▸ **EXERCISE OBJECTIVE**: The answer must be every line below that holds the word "validate".

▸ **RECORDS TO PROCESS**:
──────
//! Coverage tracking parameters.

use std::time::Duration;

#[cfg(feature = "serde")]
use serde::{Deserialize, Serialize};

use scan_types::{ScanError, ScanResult};

/// Parameters for the coverage tracker.
///
/// # Example
///
/// ```
/// use std::time::Duration;
/// use scan_coverage::CoverageParams;
///
/// let params = CoverageParams::default()
///     .with_grid_resolution(0.05)
///     .with_update_interval(Duration::from_millis(100));
/// assert!(params.validate().is_ok());
/// ```
#[derive(Debug, Clone, PartialEq)]
#[cfg_attr(feature = "serde", derive(Serialize, Deserialize))]
pub struct CoverageParams {
    /// Edge length of a coverage cell in meters. Default: 0.1.
    pub grid_resolution: f64,

    /// Two view directions closer than this angle count as one view.
    /// Default: 30°.
    pub angle_threshold_degrees: f64,

    /// Distinct views for Excellent quality. Default: 5.
    pub min_views_for_excellent: u32,

    /// Minimum time between applied updates. Default: 200 ms.
    pub update_interval: Duration,

    /// Samples farther than this from the camera are discarded. Default: 5 m.
    pub max_update_distance: f64,

    /// Upper bound on vertices sampled per patch. Default: 1000.
    pub samples_per_patch: usize,

    /// New cells that trigger gap detection. Default: 100.
    pub gap_trigger_cells: usize,

    /// Time after which gap detection runs regardless of new cells.
    /// Default: 1 s.
    pub gap_interval: Duration,

    /// Smallest reported gap, in cells. Default: 3.
    pub min_gap_size_cells: usize,

    /// Most gaps reported, highest priority first. Default: 5.
    pub max_gaps: usize,

    /// Gaps farther than this from the camera get zero priority. Default: 5 m.
    pub gap_priority_range: f64,

    /// Distance from a gap center to its suggested camera position.
    /// Default: 1.5 m.
    pub suggested_camera_distance: f64,

    /// Camera poses kept in the trajectory history. Default: 1000.
    pub trajectory_capacity: usize,
}

impl Default for CoverageParams {
    fn default() -> Self {
        Self {
            grid_resolution: 0.1,
            angle_threshold_degrees: 30.0,
            min_views_for_excellent: 5,
            update_interval: Duration::from_millis(200),
            max_update_distance: 5.0,
            samples_per_patch: 1000,
            gap_trigger_cells: 100,
            gap_interval: Duration::from_secs(1),
            min_gap_size_cells: 3,
            max_gaps: 5,
            gap_priority_range: 5.0,
            suggested_camera_distance: 1.5,
            trajectory_capacity: 1000,
        }
    }
}

impl CoverageParams {
    /// Creates new parameters with defaults.
    #[must_use]
    pub fn new() -> Self {
        Self::default()
    }

    /// Creates parameters for small objects scanned up close.
    ///
    /// 5 cm cells, 20° view separation, twice the samples per patch.
    #[must_use]
    pub const fn fine() -> Self {
        Self {
            grid_resolution: 0.05,
            angle_threshold_degrees: 20.0,
            min_views_for_excellent: 5,
            update_interval: Duration::from_millis(200),
            max_update_distance: 2.0,
            samples_per_patch: 2000,
            gap_trigger_cells: 100,
            gap_interval: Duration::from_secs(1),
            min_gap_size_cells: 3,
            max_gaps: 5,
            gap_priority_range: 5.0,
            suggested_camera_distance: 0.5,
            trajectory_capacity: 1000,
        }
    }

    /// Sets the cell size.
    #[must_use]
    pub const fn with_grid_resolution(mut self, resolution: f64) -> Self {
        self.grid_resolution = resolution;
        self
    }

    /// Sets the distinct-view angle.
    #[must_use]
    pub const fn with_angle_threshold_degrees(mut self, degrees: f64) -> Self {
        self.angle_threshold_degrees = degrees;
        self
    }

    /// Sets the views needed for Excellent quality.
    #[must_use]
    pub const fn with_min_views_for_excellent(mut self, views: u32) -> Self {
        self.min_views_for_excellent = views;
        self
    }

    /// Sets the update rate limit.
    #[must_use]
    pub const fn with_update_interval(mut self, interval: Duration) -> Self {
        self.update_interval = interval;
        self
    }

    /// Sets the sample distance cutoff.
    #[must_use]
    pub const fn with_max_update_distance(mut self, distance: f64) -> Self {
        self.max_update_distance = distance;
        self
    }

    /// Sets the per-patch sample budget.
    #[must_use]
    pub const fn with_samples_per_patch(mut self, samples: usize) -> Self {
        self.samples_per_patch = samples;
        self
    }

    /// Sets the gap detection triggers.
    #[must_use]
    pub const fn with_gap_triggers(mut self, cells: usize, interval: Duration) -> Self {
        self.gap_trigger_cells = cells;
        self.gap_interval = interval;
        self
    }

    /// Sets the smallest reported gap.
    #[must_use]
    pub const fn with_min_gap_size_cells(mut self, cells: usize) -> Self {
        self.min_gap_size_cells = cells;
        self
    }

    /// Sets the number of reported gaps.
    #[must_use]
    pub const fn with_max_gaps(mut self, gaps: usize) -> Self {
        self.max_gaps = gaps;
        self
    }

    /// Cosine of the distinct-view angle.
    #[must_use]
    pub fn angle_threshold_cos(&self) -> f64 {
        self.angle_threshold_degrees.to_radians().cos()
    }

    /// Area of one cell face in square meters.
    #[must_use]
    pub fn cell_area(&self) -> f64 {
        self.grid_resolution * self.grid_resolution
    }

    /// Checks that the parameters describe a usable grid.
    ///
    /// # Errors
    ///
    /// Returns [`ScanError::InvalidConfiguration`] for a non-positive grid
    /// resolution or distance cutoff, an angle outside `(0, 180]`, fewer
    /// than three views for Excellent, or a zero sample budget.
    pub fn validate(&self) -> ScanResult<()> {
        if !(self.grid_resolution.is_finite() && self.grid_resolution > 0.0) {
            return Err(ScanError::invalid_config(format!(
                "grid resolution must be positive, got {}",
                self.grid_resolution
            )));
        }
        if !(self.angle_threshold_degrees > 0.0 && self.angle_threshold_degrees <= 180.0) {
            return Err(ScanError::invalid_config("angle threshold must be in (0, 180]"));
        }
        if self.min_views_for_excellent < 3 {
            return Err(ScanError::invalid_config("excellent quality needs at least 3 views"));
        }
        if self.max_update_distance.is_nan() || self.max_update_distance <= 0.0 {
            return Err(ScanError::invalid_config("max update distance must be positive"));
        }
        if self.samples_per_patch == 0 {
            return Err(ScanError::invalid_config("samples per patch must be at least 1"));
        }
        if !(self.suggested_camera_distance.is_finite() && self.suggested_camera_distance >= 0.0) {
            return Err(ScanError::invalid_config("suggested camera distance must be non-negative"));
        }
        Ok(())
    }
}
──────
▸ **REPLY TO THE EXERCISE**:
/// assert!(params.validate().is_ok());
    pub fn validate(&self) -> ScanResult<()> {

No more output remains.